** Opening Supplied material block **
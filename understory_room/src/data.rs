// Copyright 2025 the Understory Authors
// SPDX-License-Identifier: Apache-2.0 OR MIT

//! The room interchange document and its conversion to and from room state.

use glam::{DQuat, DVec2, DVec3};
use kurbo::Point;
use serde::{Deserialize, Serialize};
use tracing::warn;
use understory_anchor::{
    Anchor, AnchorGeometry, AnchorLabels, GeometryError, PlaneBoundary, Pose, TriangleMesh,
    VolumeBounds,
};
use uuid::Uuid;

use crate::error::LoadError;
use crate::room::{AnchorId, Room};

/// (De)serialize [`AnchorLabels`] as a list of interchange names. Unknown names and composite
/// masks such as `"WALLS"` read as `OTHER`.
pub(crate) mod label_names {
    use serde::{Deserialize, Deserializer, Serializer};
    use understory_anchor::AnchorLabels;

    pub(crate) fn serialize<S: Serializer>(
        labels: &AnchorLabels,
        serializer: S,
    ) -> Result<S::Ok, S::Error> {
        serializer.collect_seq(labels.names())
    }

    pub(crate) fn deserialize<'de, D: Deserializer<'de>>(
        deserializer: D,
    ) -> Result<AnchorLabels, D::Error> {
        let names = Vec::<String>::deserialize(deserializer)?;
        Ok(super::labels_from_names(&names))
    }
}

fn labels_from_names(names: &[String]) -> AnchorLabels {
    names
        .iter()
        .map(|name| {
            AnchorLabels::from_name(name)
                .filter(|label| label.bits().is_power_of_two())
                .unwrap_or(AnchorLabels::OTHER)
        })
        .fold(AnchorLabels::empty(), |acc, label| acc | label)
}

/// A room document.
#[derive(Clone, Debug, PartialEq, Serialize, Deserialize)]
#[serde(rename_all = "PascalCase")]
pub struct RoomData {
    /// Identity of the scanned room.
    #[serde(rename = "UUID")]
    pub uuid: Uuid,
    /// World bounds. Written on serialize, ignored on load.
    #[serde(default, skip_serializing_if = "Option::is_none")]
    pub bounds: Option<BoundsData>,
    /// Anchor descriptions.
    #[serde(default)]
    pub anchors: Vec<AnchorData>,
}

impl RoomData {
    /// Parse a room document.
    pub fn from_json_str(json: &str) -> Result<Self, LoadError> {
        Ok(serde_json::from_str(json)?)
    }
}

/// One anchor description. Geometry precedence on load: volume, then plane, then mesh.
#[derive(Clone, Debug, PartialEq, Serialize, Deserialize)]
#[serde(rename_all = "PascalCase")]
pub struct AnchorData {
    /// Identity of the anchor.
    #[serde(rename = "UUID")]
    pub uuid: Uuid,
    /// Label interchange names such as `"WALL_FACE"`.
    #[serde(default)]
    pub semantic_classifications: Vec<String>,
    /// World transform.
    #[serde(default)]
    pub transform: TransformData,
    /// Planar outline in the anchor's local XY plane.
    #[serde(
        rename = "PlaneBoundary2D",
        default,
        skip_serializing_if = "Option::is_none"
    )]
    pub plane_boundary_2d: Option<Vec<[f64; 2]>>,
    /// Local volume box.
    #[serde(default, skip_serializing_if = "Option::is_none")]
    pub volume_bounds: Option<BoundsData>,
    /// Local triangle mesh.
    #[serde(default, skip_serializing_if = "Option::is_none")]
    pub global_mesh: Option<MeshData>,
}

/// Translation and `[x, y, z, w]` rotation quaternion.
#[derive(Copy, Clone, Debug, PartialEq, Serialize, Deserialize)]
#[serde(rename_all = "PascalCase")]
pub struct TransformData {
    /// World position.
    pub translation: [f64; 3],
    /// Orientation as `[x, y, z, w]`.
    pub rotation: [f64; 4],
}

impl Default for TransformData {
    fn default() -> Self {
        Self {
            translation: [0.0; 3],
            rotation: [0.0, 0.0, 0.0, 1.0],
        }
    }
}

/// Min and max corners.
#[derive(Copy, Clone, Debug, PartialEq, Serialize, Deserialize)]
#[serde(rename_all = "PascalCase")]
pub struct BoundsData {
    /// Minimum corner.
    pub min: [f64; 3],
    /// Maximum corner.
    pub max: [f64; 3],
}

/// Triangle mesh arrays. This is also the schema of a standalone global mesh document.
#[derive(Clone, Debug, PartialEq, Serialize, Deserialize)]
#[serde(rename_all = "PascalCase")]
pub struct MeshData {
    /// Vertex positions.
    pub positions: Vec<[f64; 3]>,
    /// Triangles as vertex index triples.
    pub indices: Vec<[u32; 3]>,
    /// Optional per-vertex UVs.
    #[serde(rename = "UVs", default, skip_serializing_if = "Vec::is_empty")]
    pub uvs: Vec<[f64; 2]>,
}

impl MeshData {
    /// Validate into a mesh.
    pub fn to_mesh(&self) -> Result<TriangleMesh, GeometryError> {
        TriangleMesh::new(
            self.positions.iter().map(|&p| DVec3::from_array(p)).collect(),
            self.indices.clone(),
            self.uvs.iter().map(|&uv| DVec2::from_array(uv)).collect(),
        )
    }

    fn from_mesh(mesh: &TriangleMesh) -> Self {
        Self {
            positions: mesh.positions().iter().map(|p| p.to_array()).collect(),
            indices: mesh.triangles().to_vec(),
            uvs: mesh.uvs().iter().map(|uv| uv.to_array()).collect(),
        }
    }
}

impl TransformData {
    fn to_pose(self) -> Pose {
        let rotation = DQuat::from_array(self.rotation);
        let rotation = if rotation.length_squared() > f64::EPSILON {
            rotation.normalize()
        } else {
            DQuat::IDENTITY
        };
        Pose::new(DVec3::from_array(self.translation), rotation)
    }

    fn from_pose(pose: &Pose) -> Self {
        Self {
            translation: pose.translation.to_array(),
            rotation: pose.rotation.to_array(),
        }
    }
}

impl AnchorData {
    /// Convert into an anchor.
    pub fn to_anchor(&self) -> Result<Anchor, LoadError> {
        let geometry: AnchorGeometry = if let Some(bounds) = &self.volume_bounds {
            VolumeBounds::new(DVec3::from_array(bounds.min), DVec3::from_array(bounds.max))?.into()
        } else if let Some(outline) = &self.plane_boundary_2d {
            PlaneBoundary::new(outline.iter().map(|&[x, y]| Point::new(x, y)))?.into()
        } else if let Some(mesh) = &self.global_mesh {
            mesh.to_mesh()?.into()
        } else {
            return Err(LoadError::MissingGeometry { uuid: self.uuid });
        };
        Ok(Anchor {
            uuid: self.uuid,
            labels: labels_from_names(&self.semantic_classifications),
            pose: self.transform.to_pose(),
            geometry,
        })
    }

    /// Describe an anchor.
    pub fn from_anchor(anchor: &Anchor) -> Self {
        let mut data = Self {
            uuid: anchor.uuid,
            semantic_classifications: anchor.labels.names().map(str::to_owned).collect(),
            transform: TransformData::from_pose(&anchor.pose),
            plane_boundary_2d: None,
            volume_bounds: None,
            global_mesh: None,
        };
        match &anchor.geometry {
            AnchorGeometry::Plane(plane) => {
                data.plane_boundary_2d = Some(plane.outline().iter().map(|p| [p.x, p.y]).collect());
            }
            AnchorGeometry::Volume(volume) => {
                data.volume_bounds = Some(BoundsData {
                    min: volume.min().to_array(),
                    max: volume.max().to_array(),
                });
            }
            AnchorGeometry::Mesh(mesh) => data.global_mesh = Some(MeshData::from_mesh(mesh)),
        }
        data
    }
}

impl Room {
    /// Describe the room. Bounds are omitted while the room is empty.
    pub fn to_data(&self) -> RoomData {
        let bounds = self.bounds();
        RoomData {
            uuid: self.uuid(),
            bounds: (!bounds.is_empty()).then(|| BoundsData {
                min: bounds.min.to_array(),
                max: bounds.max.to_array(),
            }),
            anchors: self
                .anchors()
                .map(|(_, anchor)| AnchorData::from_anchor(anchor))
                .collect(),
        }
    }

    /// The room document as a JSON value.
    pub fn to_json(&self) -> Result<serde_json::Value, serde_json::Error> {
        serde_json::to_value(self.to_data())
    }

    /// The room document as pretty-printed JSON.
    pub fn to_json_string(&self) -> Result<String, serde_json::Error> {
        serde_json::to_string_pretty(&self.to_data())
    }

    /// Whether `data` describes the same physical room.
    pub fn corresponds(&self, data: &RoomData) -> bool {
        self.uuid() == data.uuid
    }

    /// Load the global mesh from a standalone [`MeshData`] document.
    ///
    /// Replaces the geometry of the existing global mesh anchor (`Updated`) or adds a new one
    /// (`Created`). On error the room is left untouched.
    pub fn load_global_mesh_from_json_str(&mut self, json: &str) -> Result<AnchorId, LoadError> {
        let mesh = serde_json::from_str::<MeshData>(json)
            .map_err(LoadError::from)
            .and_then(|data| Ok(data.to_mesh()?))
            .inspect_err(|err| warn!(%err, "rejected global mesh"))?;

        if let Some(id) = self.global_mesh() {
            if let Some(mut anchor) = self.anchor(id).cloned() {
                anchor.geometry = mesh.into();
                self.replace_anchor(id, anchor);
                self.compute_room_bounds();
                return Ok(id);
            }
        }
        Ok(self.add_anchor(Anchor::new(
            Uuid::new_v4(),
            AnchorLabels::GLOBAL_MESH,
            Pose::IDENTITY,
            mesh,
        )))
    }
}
** Closing Supplied material block **
Go through the entries above and copy out every line that includes the word "World".

Answer for this exercise:
    /// World bounds. Written on serialize, ignored on load.
    /// World transform.
    /// World position.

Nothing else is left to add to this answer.